Position of Phenylalanine in the Relay Loop is Important for Myosin Motor Action

Abstract

We have scanned phenylalanine in the relay loop of Dictyostelium discoideum myosin to study the role of the relay loop in the myosin ATPase actin activation. It is known that C-terminus of the relay loop is on the actin binding interface. Myosin crystal structures show that F506 of the relay loop interacts with F487 of the relay helix in the post-recovery stroke structural state. This interaction is absent in the pre-recovery stroke state due to the linear shift of the relay loop along the relay helix. We hypothesized that actin binding facilitates this conformational change in the relay loop-helix region, thus activating myosin ATPase rate. The goal of the phenylalanine scan was to simulate the loop-helix shift and populate myosin pre- or post-recovery stroke structural states, mimicking proposed effect of actin binding.
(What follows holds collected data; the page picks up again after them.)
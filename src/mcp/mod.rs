// src/mcp/mod.rs
// MCP tool surface: a thin request/response adapter around the orchestrator.

use crate::config::ScribeConfig;
use crate::error::{Result, ScribeError};
use crate::journal::entry::render_manual_block;
use crate::journal::summary::{DuePeriod, Period, generate_summary, summary_path};
use crate::journal::writer::{daily_path, write_block};
use crate::trigger::{EntryOutcome, generate_entry_for};
use chrono::NaiveDate;
use rmcp::{
    ErrorData, ServerHandler,
    handler::server::{router::tool::ToolRouter, tool::ToolCallContext, wrapper::Parameters},
    model::{
        CallToolRequestParam, CallToolResult, ListToolsResult, PaginatedRequestParam,
        ServerCapabilities, ServerInfo,
    },
    schemars,
    service::{RequestContext, RoleServer},
    tool, tool_router,
};
use serde::Deserialize;
use std::path::{Path, PathBuf};
use tracing::instrument;

/// MCP server state
#[derive(Clone)]
pub struct ScribeServer {
    pub repo: PathBuf,
    pub config: ScribeConfig,
    tool_router: ToolRouter<Self>,
}

impl ScribeServer {
    pub fn new(repo: PathBuf) -> Self {
        let config = ScribeConfig::load(&repo);
        Self {
            repo,
            config,
            tool_router: Self::tool_router(),
        }
    }

    fn journal_root(&self) -> PathBuf {
        self.config.journal.resolved_root(&self.repo)
    }
}

/// Structured tool results: {status, file_path?, skipped?, error?}.
fn success_result(path: &Path) -> String {
    serde_json::json!({
        "status": "success",
        "file_path": path.display().to_string(),
    })
    .to_string()
}

fn skipped_result(reason: &str) -> String {
    serde_json::json!({
        "status": "skipped",
        "skipped": true,
        "reason": reason,
    })
    .to_string()
}

fn error_result(err: &ScribeError) -> String {
    // Provider failures can echo request details; sanitize before the
    // message leaves the process.
    let mut error = serde_json::json!({
        "category": err.category(),
        "message": crate::telemetry::sanitize::sanitize(&err.to_string()),
    });
    if let Some(hint) = err.hint() {
        error["hint"] = serde_json::Value::String(hint.to_string());
    }
    serde_json::json!({"status": "error", "error": error}).to_string()
}

fn parse_date(raw: Option<&str>) -> Result<Option<NaiveDate>> {
    match raw {
        None => Ok(None),
        Some(s) => NaiveDate::parse_from_str(s.trim(), "%Y-%m-%d")
            .map(Some)
            .map_err(|_| {
                ScribeError::BadRequest(format!(
                    "invalid date '{s}'; expected YYYY-MM-DD"
                ))
            }),
    }
}

// Request types for tools with parameters

#[derive(Debug, Deserialize, schemars::JsonSchema)]
pub struct GenerateEntryRequest {
    #[schemars(description = "Commit hash; defaults to HEAD")]
    pub commit_hash: Option<String>,
    #[schemars(description = "Override the journal date (YYYY-MM-DD); defaults to the commit's author date")]
    pub date: Option<String>,
}

#[derive(Debug, Deserialize, schemars::JsonSchema)]
pub struct AddReflectionRequest {
    #[schemars(description = "Reflection text to append")]
    pub text: String,
    #[schemars(description = "Journal date (YYYY-MM-DD); defaults to today")]
    pub date: Option<String>,
}

#[derive(Debug, Deserialize, schemars::JsonSchema)]
pub struct CaptureContextRequest {
    #[schemars(description = "Mapping with the text to capture: {\"text\": \"...\"}")]
    pub request: serde_json::Value,
}

#[derive(Debug, Deserialize, schemars::JsonSchema)]
pub struct GenerateDailySummaryRequest {
    #[schemars(description = "Day to summarize (YYYY-MM-DD)")]
    pub date: String,
}

#[tool_router]
impl ScribeServer {
    #[tool(
        description = "Generate the journal entry for a commit (HEAD by default). Journal-only commits are skipped."
    )]
    async fn generate_entry(
        &self,
        Parameters(req): Parameters<GenerateEntryRequest>,
    ) -> std::result::Result<String, String> {
        Ok(self.run_generate_entry(req).await)
    }

    #[tool(description = "Append a timestamped reflection to the daily journal file.")]
    async fn add_reflection(
        &self,
        Parameters(req): Parameters<AddReflectionRequest>,
    ) -> std::result::Result<String, String> {
        Ok(self.append_manual(req.text, req.date.as_deref(), "Reflection"))
    }

    #[tool(
        description = "Capture AI-session context into the daily journal. Takes {\"request\": {\"text\": \"...\"}}."
    )]
    async fn capture_context(
        &self,
        Parameters(req): Parameters<CaptureContextRequest>,
    ) -> std::result::Result<String, String> {
        Ok(self.run_capture_context(&req.request))
    }

    #[tool(description = "Generate the daily summary for a date, if entries exist and no summary does.")]
    async fn generate_daily_summary(
        &self,
        Parameters(req): Parameters<GenerateDailySummaryRequest>,
    ) -> std::result::Result<String, String> {
        Ok(self.run_generate_daily_summary(&req.date).await)
    }
}

impl ScribeServer {
    #[instrument(name = "tool.generate_entry", skip_all)]
    async fn run_generate_entry(&self, req: GenerateEntryRequest) -> String {
        let rev = req
            .commit_hash
            .as_deref()
            .filter(|s| !s.trim().is_empty())
            .unwrap_or("HEAD")
            .to_string();
        let date_override = match parse_date(req.date.as_deref()) {
            Ok(d) => d,
            Err(e) => return error_result(&e),
        };

        let client = match crate::llm::build_client(&self.config) {
            Ok(c) => c,
            Err(e) => return error_result(&e),
        };

        match generate_entry_for_date(&self.repo, &rev, &self.config, client, date_override).await
        {
            Ok(EntryOutcome::Written { path, .. }) => success_result(&path),
            Ok(EntryOutcome::Skipped) => skipped_result("journal-only commit"),
            Err(e) => error_result(&e),
        }
    }

    fn append_manual(&self, text: String, date: Option<&str>, label: &str) -> String {
        if text.trim().is_empty() {
            return error_result(&ScribeError::BadRequest("text must not be empty".into()));
        }
        let date = match parse_date(date) {
            Ok(Some(d)) => d,
            Ok(None) => chrono::Local::now().date_naive(),
            Err(e) => return error_result(&e),
        };
        let stamp = chrono::Local::now().format("%I:%M %p").to_string();
        let block = render_manual_block(&stamp, label, &text);
        match write_block(&self.journal_root(), date, &block) {
            Ok(path) => success_result(&path),
            Err(e) => error_result(&e),
        }
    }

    #[instrument(name = "tool.capture_context", skip_all)]
    fn run_capture_context(&self, request: &serde_json::Value) -> String {
        // Strict mapping contract: a bare string is the common misuse and
        // gets a corrective example back.
        let text = match request {
            serde_json::Value::Object(map) => match map.get("text") {
                Some(serde_json::Value::String(s)) if !s.trim().is_empty() => s.clone(),
                _ => {
                    return error_result(&ScribeError::BadRequest(
                        "request mapping must contain a non-empty \"text\" string".into(),
                    ));
                }
            },
            _ => {
                return error_result(&ScribeError::BadRequest(
                    "request must be a mapping, not a string".into(),
                ));
            }
        };
        self.append_manual(text, None, "AI Context Capture")
    }

    #[instrument(name = "tool.generate_daily_summary", skip_all)]
    async fn run_generate_daily_summary(&self, date: &str) -> String {
        let date = match parse_date(Some(date)) {
            Ok(Some(d)) => d,
            Ok(None) => return error_result(&ScribeError::BadRequest("date is required".into())),
            Err(e) => return error_result(&e),
        };
        let journal_root = self.journal_root();

        let existing = summary_path(&journal_root, Period::Daily, date);
        if existing.exists() {
            return skipped_result("summary already exists");
        }
        if !daily_path(&journal_root, date).exists() {
            return skipped_result("no entries for that day");
        }

        let client = match crate::llm::build_client(&self.config) {
            Ok(c) => c,
            Err(e) => return error_result(&e),
        };
        let due = DuePeriod {
            period: Period::Daily,
            start: date,
        };
        match generate_summary(&journal_root, &client, &due).await {
            Ok(Some(path)) => success_result(&path),
            Ok(None) => skipped_result("summary already exists"),
            Err(e) => error_result(&e),
        }
    }
}

/// Entry generation with an optional date override for the journal file.
async fn generate_entry_for_date(
    repo: &Path,
    rev: &str,
    config: &ScribeConfig,
    client: std::sync::Arc<dyn crate::llm::LlmClient>,
    date_override: Option<NaiveDate>,
) -> Result<EntryOutcome> {
    match date_override {
        None => generate_entry_for(repo, rev, config, client).await,
        Some(date) => {
            let journal_root = config.journal.resolved_root(repo);
            let precheck = {
                let repo = repo.to_path_buf();
                let rev = rev.to_string();
                let journal_root = journal_root.clone();
                tokio::task::spawn_blocking(move || {
                    crate::git::collect_git_context(&repo, &rev, &journal_root)
                })
                .await
                .map_err(ScribeError::from)??
            };
            if precheck.is_journal_only() {
                return Ok(EntryOutcome::Skipped);
            }
            let entry =
                crate::generate::orchestrate(repo, rev, &journal_root, client, config).await?;
            let path = crate::journal::writer::write_entry(&journal_root, &entry, date)?;
            Ok(EntryOutcome::Written { path, date })
        }
    }
}

impl ServerHandler for ScribeServer {
    fn get_info(&self) -> ServerInfo {
        ServerInfo {
            protocol_version: Default::default(),
            capabilities: ServerCapabilities::builder().enable_tools().build(),
            server_info: rmcp::model::Implementation {
                name: "commit-scribe".into(),
                title: Some("commit-scribe - Automated developer journal".into()),
                version: env!("CARGO_PKG_VERSION").into(),
                icons: None,
                website_url: None,
            },
            instructions: Some(
                "Generates developer journal entries from git commits, chat history, and prior entries.".into(),
            ),
        }
    }

    fn list_tools(
        &self,
        _request: Option<PaginatedRequestParam>,
        _context: RequestContext<RoleServer>,
    ) -> impl std::future::Future<Output = std::result::Result<ListToolsResult, ErrorData>> + Send + '_
    {
        std::future::ready(Ok(ListToolsResult {
            tools: self.tool_router.list_all(),
            next_cursor: None,
            meta: None,
        }))
    }

    #[allow(clippy::manual_async_fn)]
    fn call_tool(
        &self,
        request: CallToolRequestParam,
        context: RequestContext<RoleServer>,
    ) -> impl std::future::Future<Output = std::result::Result<CallToolResult, ErrorData>> + Send + '_
    {
        async move {
            let tool_name = request.name.to_string();
            let start = std::time::Instant::now();

            let ctx = ToolCallContext::new(self, request, context);
            let result = self.tool_router.call(ctx).await;

            crate::telemetry::outcome_counter("mcp.tool_calls", result.is_ok());
            crate::telemetry::duration_ms(
                "mcp.tool_duration_ms",
                start.elapsed().as_millis() as f64,
            );
            tracing::debug!(
                tool = %tool_name,
                duration_ms = start.elapsed().as_millis() as u64,
                success = result.is_ok(),
                "Tool call finished"
            );
            result
        }
    }
}

/// Run the MCP server over stdio.
pub async fn run_mcp_server(repo: PathBuf) -> anyhow::Result<()> {
    let server = ScribeServer::new(repo);
    let transport = rmcp::transport::io::stdio();
    let service = rmcp::serve_server(server, transport).await?;
    service.waiting().await?;
    Ok(())
}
Two myosin mutants were designed (F506A:D505F and F506A:G507F), along with the wild type myosin (F506) placing phenylalanine in the three consecutive positions within the relay loop. We have used transient time-resolved FRET, myosin intrinsic fluorescence, pyrene labeled actin, and chemical quench to characterize myosin kinetics in detail and conclude on the role of F506 in myosin relay loop. Supported by NIH AR59621.